■ **Problem description**
Your answer must be every line of the data below that holds the string "WeightInfo", copied exactly.

■ **Excerpts from a dataset**
// Copyright 2024 Neural Sovereign Network
// This file is part of NSN Chain.

//! Weights for pallet-nsn-vote-escrow
//!
//! THIS FILE WAS AUTO-GENERATED USING THE SUBSTRATE BENCHMARK CLI VERSION 4.0.0-dev
//! DATE: Placeholder - benchmarks to be run
//! HOSTNAME: Placeholder
//! CPU: Placeholder
//!
//! NOTE: Runtime benchmarking not yet performed. These are placeholder weights
//! with estimated PoV (Proof of Validity) sizes for Cumulus compatibility.
//!
//! PoV Size Estimation:
//! - Point MaxEncodedLen = 16 + 16 + 8 + 8 + 16 = 64 bytes
//! - `p` is the number of global points written: one per elapsed epoch
//!   boundary plus the point at "now", at most `MaxCatchUpEpochs`. Each costs
//!   a SlopeChanges read and a SupplyPoints write.

#![cfg_attr(rustfmt, rustfmt_skip)]
#![allow(unused_parens)]
#![allow(unused_imports)]

use frame_support::{traits::Get, weights::Weight};
use sp_std::marker::PhantomData;

/// Weight functions needed for pallet_nsn_vote_escrow.
pub trait WeightInfo {
    fn create_lock(p: u32) -> Weight;
    fn create_lock_for(p: u32) -> Weight;
    fn increase_amount(p: u32) -> Weight;
    fn deposit_for(p: u32) -> Weight;
    fn increase_unlock_time(p: u32) -> Weight;
    fn withdraw(p: u32) -> Weight;
    fn checkpoint(p: u32) -> Weight;
}

/// Weights for pallet_nsn_vote_escrow using the Substrate node and recommended hardware.
pub struct SubstrateWeight<T>(PhantomData<T>);
impl<T: frame_system::Config> WeightInfo for SubstrateWeight<T> {
    /// Storage: NsnVoteEscrow LockedBalances (r:1 w:1)
    /// Storage: NsnVoteEscrow Supply (r:1 w:1)
    /// Storage: NsnVoteEscrow TotalNumPoints (r:1 w:1)
    /// Storage: NsnVoteEscrow SupplyPoints (r:1 w:p)
    /// Storage: NsnVoteEscrow SlopeChanges (r:p+2 w:1)
    /// Storage: NsnVoteEscrow UserPointCount (r:1 w:1)
    /// Storage: NsnVoteEscrow UserPoints (r:0 w:1)
    /// Storage: Balances Freezes (r:1 w:1)
    /// Storage: System Account (r:1 w:1)
    /// The range of component `p` is `[1, 255]`.
    fn create_lock(p: u32) -> Weight {
        // PoV size: account(~128) + freezes(~64) + lock(~96) + overhead(64)
        Weight::from_parts(70_000_000, 4_200)
            .saturating_add(Weight::from_parts(4_500_000, 0).saturating_mul(p.into()))
            .saturating_add(Weight::from_parts(0, 2_600).saturating_mul(p.into()))
            .saturating_add(T::DbWeight::get().reads(10))
            .saturating_add(T::DbWeight::get().reads((1_u64).saturating_mul(p.into())))
            .saturating_add(T::DbWeight::get().writes(8))
            .saturating_add(T::DbWeight::get().writes((1_u64).saturating_mul(p.into())))
    }

    /// Same storage as `create_lock`, plus the payer's account.
    /// Storage: System Account (r:2 w:2)
    fn create_lock_for(p: u32) -> Weight {
        Weight::from_parts(85_000_000, 6_300)
            .saturating_add(Weight::from_parts(4_500_000, 0).saturating_mul(p.into()))
            .saturating_add(Weight::from_parts(0, 2_600).saturating_mul(p.into()))
            .saturating_add(T::DbWeight::get().reads(11))
            .saturating_add(T::DbWeight::get().reads((1_u64).saturating_mul(p.into())))
            .saturating_add(T::DbWeight::get().writes(9))
            .saturating_add(T::DbWeight::get().writes((1_u64).saturating_mul(p.into())))
    }

    fn increase_amount(p: u32) -> Weight {
        Weight::from_parts(68_000_000, 4_200)
            .saturating_add(Weight::from_parts(4_500_000, 0).saturating_mul(p.into()))
            .saturating_add(Weight::from_parts(0, 2_600).saturating_mul(p.into()))
            .saturating_add(T::DbWeight::get().reads(10))
            .saturating_add(T::DbWeight::get().reads((1_u64).saturating_mul(p.into())))
            .saturating_add(T::DbWeight::get().writes(8))
            .saturating_add(T::DbWeight::get().writes((1_u64).saturating_mul(p.into())))
    }

    fn deposit_for(p: u32) -> Weight {
        Weight::from_parts(83_000_000, 6_300)
            .saturating_add(Weight::from_parts(4_500_000, 0).saturating_mul(p.into()))
            .saturating_add(Weight::from_parts(0, 2_600).saturating_mul(p.into()))
            .saturating_add(T::DbWeight::get().reads(11))
            .saturating_add(T::DbWeight::get().reads((1_u64).saturating_mul(p.into())))
            .saturating_add(T::DbWeight::get().writes(9))
            .saturating_add(T::DbWeight::get().writes((1_u64).saturating_mul(p.into())))
    }

    /// Storage: NsnVoteEscrow SlopeChanges (r:p+2 w:2)
    /// No token movement.
    fn increase_unlock_time(p: u32) -> Weight {
        Weight::from_parts(55_000_000, 3_100)
            .saturating_add(Weight::from_parts(4_500_000, 0).saturating_mul(p.into()))
            .saturating_add(Weight::from_parts(0, 2_600).saturating_mul(p.into()))
            .saturating_add(T::DbWeight::get().reads(8))
            .saturating_add(T::DbWeight::get().reads((1_u64).saturating_mul(p.into())))
            .saturating_add(T::DbWeight::get().writes(7))
            .saturating_add(T::DbWeight::get().writes((1_u64).saturating_mul(p.into())))
    }

    /// Storage: NsnVoteEscrow LockedBalances (r:1 w:1)
    /// Storage: Balances Freezes (r:1 w:1)
    /// Storage: System Account (r:1 w:1)
    fn withdraw(p: u32) -> Weight {
        Weight::from_parts(60_000_000, 4_000)
            .saturating_add(Weight::from_parts(4_500_000, 0).saturating_mul(p.into()))
            .saturating_add(Weight::from_parts(0, 2_600).saturating_mul(p.into()))
            .saturating_add(T::DbWeight::get().reads(8))
            .saturating_add(T::DbWeight::get().reads((1_u64).saturating_mul(p.into())))
            .saturating_add(T::DbWeight::get().writes(7))
            .saturating_add(T::DbWeight::get().writes((1_u64).saturating_mul(p.into())))
    }

    /// Storage: NsnVoteEscrow TotalNumPoints (r:1 w:1)
    /// Storage: NsnVoteEscrow SupplyPoints (r:1 w:p)
    /// Storage: NsnVoteEscrow SlopeChanges (r:p w:0)
    fn checkpoint(p: u32) -> Weight {
        Weight::from_parts(18_000_000, 1_600)
            .saturating_add(Weight::from_parts(4_500_000, 0).saturating_mul(p.into()))
            .saturating_add(Weight::from_parts(0, 2_600).saturating_mul(p.into()))
            .saturating_add(T::DbWeight::get().reads(3))
            .saturating_add(T::DbWeight::get().reads((1_u64).saturating_mul(p.into())))
            .saturating_add(T::DbWeight::get().writes(1))
            .saturating_add(T::DbWeight::get().writes((1_u64).saturating_mul(p.into())))
    }
}

// For backwards compatibility and tests
impl WeightInfo for () {
    fn create_lock(p: u32) -> Weight {
        Weight::from_parts(70_000_000, 4_200)
            .saturating_add(Weight::from_parts(4_500_000, 2_600).saturating_mul(p.into()))
    }
    fn create_lock_for(p: u32) -> Weight {
        Weight::from_parts(85_000_000, 6_300)
            .saturating_add(Weight::from_parts(4_500_000, 2_600).saturating_mul(p.into()))
    }
    fn increase_amount(p: u32) -> Weight {
        Weight::from_parts(68_000_000, 4_200)
            .saturating_add(Weight::from_parts(4_500_000, 2_600).saturating_mul(p.into()))
    }
    fn deposit_for(p: u32) -> Weight {
        Weight::from_parts(83_000_000, 6_300)
            .saturating_add(Weight::from_parts(4_500_000, 2_600).saturating_mul(p.into()))
    }
    fn increase_unlock_time(p: u32) -> Weight {
        Weight::from_parts(55_000_000, 3_100)
            .saturating_add(Weight::from_parts(4_500_000, 2_600).saturating_mul(p.into()))
    }
    fn withdraw(p: u32) -> Weight {
        Weight::from_parts(60_000_000, 4_000)
            .saturating_add(Weight::from_parts(4_500_000, 2_600).saturating_mul(p.into()))
    }
    fn checkpoint(p: u32) -> Weight {
        Weight::from_parts(18_000_000, 1_600)
            .saturating_add(Weight::from_parts(4_500_000, 2_600).saturating_mul(p.into()))
    }
}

■ **Result of the exercise**
pub trait WeightInfo {
impl<T: frame_system::Config> WeightInfo for SubstrateWeight<T> {
impl WeightInfo for () {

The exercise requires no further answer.